-- Exercise requirements --
In the entries that follow, find the line containing "use crate::reserved::RESERVED_KEYS;", then output exactly every line from the first through that one.

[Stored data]
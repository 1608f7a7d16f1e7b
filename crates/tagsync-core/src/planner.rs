//! Diff between a policy's current tags and its target set.

use std::collections::BTreeSet;
use std::fmt;
use std::str::FromStr;

use serde::{Deserialize, Serialize};

use crate::model::{ManagedPolicy, TagMap, TagMutationPlan};
use crate::reserved::RESERVED_KEYS;

/// How far a run is allowed to move a policy toward its target.
#[derive(Debug, Clone, Copy, Default, PartialEq, Eq, Serialize, Deserialize)]
#[serde(rename_all = "lowercase")]
pub enum SyncMode {
    /// Add, update and remove until the policy equals the target.
    #[default]
    Authoritative,
    /// Only add keys the policy lacks; never update or remove.
    Additive,
}

impl fmt::Display for SyncMode {
    fn fmt(&self, f: &mut fmt::Formatter<'_>) -> fmt::Result {
        match self {
            Self::Authoritative => write!(f, "authoritative"),
            Self::Additive => write!(f, "additive"),
        }
    }
}

impl FromStr for SyncMode {
    type Err = String;

    fn from_str(s: &str) -> Result<Self, Self::Err> {
        match s.trim().to_ascii_lowercase().as_str() {
            "authoritative" => Ok(Self::Authoritative),
            "additive" => Ok(Self::Additive),
            other => Err(format!(
                "unknown sync mode '{other}' (expected 'authoritative' or 'additive')"
            )),
        }
    }
}

/// Plan the authoritative convergence of `policy` onto `target`.
#[must_use]
pub fn plan(policy: &ManagedPolicy, target: &TagMap) -> TagMutationPlan {
    plan_with_mode(policy, target, SyncMode::Authoritative)
}

/// Plan the convergence of `policy` onto `target` under `mode`.
///
/// Reserved keys never appear in the plan, whatever either side holds.
#[must_use]
pub fn plan_with_mode(policy: &ManagedPolicy, target: &TagMap, mode: SyncMode) -> TagMutationPlan {
    let to_set: TagMap = target
        .iter()
        .filter(|(key, _)| !RESERVED_KEYS.is_reserved(key))
        .filter(|(key, value)| match policy.tags.get(*key) {
            None => true,
            Some(current) => mode == SyncMode::Authoritative && current != *value,
        })
        .map(|(key, value)| (key.clone(), value.clone()))
        .collect();

    let to_remove: BTreeSet<String> = match mode {
        SyncMode::Additive => BTreeSet::new(),
        SyncMode::Authoritative => policy
            .tags
            .keys()
            .filter(|key| !RESERVED_KEYS.is_reserved(key) && !target.contains_key(*key))
            .cloned()
            .collect(),
    };

    TagMutationPlan::new(policy.id.clone(), to_set, to_remove)
}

-- Output --
repository 1608f7a7d16f1e7b
filename crates/tagsync-core/src/planner.rs
//! Diff between a policy's current tags and its target set.

use std::collections::BTreeSet;
use std::fmt;
use std::str::FromStr;

use serde::{Deserialize, Serialize};

use crate::model::{ManagedPolicy, TagMap, TagMutationPlan};
use crate::reserved::RESERVED_KEYS;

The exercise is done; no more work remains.